You can also create your own tsv files. I included here the file voice-id.tsv as an example
% cat voice-id.tsv
path sentence
test01.mp3 Kleopatra adalah penguasa aktif terakhir Kerajaan Wangsa Ptolemaios di tanah Mesir.
test02.mp3 Serealia adalah biji-bijian yang dihasilkan dari tanaman famili Poaceae.
%
% python commonvoice.py -c voice-id.tsv -v id-ID-Standard-A id-ID-Wavenet-B -o "./test"
This command will create following file structure:
test
├── id-ID-Standard-A
│ ├── test01.mp3
│ └── test02.mp3
└── id-ID-Wavenet-B
├── test01.mp3
└── test02.mp3
Please keep in mind that the generated sound files have a 24000Hz sampling rate, where Common Voice sound files have 48000Hz sampling rate. You might have to change the code for resampling the sound file to a 16000Hz sampling rate.
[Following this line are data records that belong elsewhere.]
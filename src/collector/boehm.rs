//=============================================
// fiberhost/src/collector/boehm.rs
//=============================================
// Author: Fiberhost Contributors
// License: MIT
// Goal: bdwgc binding
// Objective: Drive the host image's Boehm collector through the Collector trait
//=============================================

//! Binding to the Boehm-Demers-Weiser collector already linked into the
//! host process. Symbols are resolved when the module is loaded, so this
//! backend is only usable inside a process that exports them.

use std::ffi::{c_char, c_void};
use std::ptr;
use std::sync::Arc;
use std::sync::atomic::{AtomicBool, Ordering};

use once_cell::sync::Lazy;
use tracing::info;

use super::{Collector, RootContributor, RootScanChain, RootSink};
use crate::fiber::StackBounds;

type PushOtherRootsProc = unsafe extern "C" fn();

unsafe extern "C" {
    static mut GC_stackbottom: *mut c_char;
    fn GC_get_main_stack_base() -> *mut c_char;
    fn GC_get_push_other_roots() -> Option<PushOtherRootsProc>;
    fn GC_set_push_other_roots(proc_: Option<PushOtherRootsProc>);
    fn GC_push_all_stack_sections(lo: *mut c_char, hi: *mut c_char, traced: *mut c_void);
    fn GC_alloc_lock();
    fn GC_alloc_unlock();
}

static CHAIN: Lazy<RootScanChain> = Lazy::new(RootScanChain::new);
static HOOKED: AtomicBool = AtomicBool::new(false);

unsafe extern "C" fn push_other_roots() {
    CHAIN.push_roots(&mut BoehmSink);
}

struct BoehmSink;

impl RootSink for BoehmSink {
    fn push_range(&mut self, bounds: StackBounds) {
        unsafe {
            GC_push_all_stack_sections(
                bounds.low as *mut c_char,
                bounds.high as *mut c_char,
                ptr::null_mut(),
            );
        }
    }
}

/// Extra-roots hook that was installed before ours.
struct ForeignRoots(PushOtherRootsProc);

impl RootContributor for ForeignRoots {
    fn name(&self) -> &str {
        "bdwgc.previous-push-other-roots"
    }

    fn push_roots(&self, _sink: &mut dyn RootSink) {
        unsafe { (self.0)() };
    }
}

/// The process-wide Boehm collector.
#[derive(Debug, Default, Clone, Copy)]
pub struct BoehmCollector;

impl Collector for BoehmCollector {
    fn name(&self) -> &'static str {
        "bdwgc"
    }

    fn lock(&self) {
        unsafe { GC_alloc_lock() };
    }

    unsafe fn unlock(&self) {
        unsafe { GC_alloc_unlock() };
    }

    fn stack_bottom(&self) -> usize {
        unsafe { ptr::addr_of!(GC_stackbottom).read() as usize }
    }

    unsafe fn set_stack_bottom(&self, bottom: usize) {
        unsafe { ptr::addr_of_mut!(GC_stackbottom).write(bottom as *mut c_char) };
    }

    fn main_stack_base(&self) -> usize {
        unsafe { GC_get_main_stack_base() as usize }
    }

    fn root_chain(&self) -> &RootScanChain {
        &CHAIN
    }

    fn hook_root_chain(&self) {
        if HOOKED.swap(true, Ordering::AcqRel) {
            return;
        }
        let ours: PushOtherRootsProc = push_other_roots;
        // Both accessors take the allocation lock themselves.
        let previous = unsafe { GC_get_push_other_roots() };
        if let Some(previous) = previous.filter(|previous| *previous as usize != ours as usize) {
            self.lock();
            CHAIN.chain_previous(Arc::new(ForeignRoots(previous)));
            unsafe { self.unlock() };
        }
        unsafe { GC_set_push_other_roots(Some(ours)) };
        info!("bdwgc extra-roots hook routed through fiberhost chain");
    }
}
In case you want to generate a bunch of sound files from the Common Voice, Google TTS has a limitation of 300 requests per minute. I didn't reach this limit when I generated sound files with Wavenet voice types, but it is not the case with the standard voice types. Its generation is swift, so I reached the limit. To avoid it, the script provides functionality to sleep 100ms after every request. This can be done using the argument -s for enabling the sleep time and -t for the sleep time (default value is 100ms).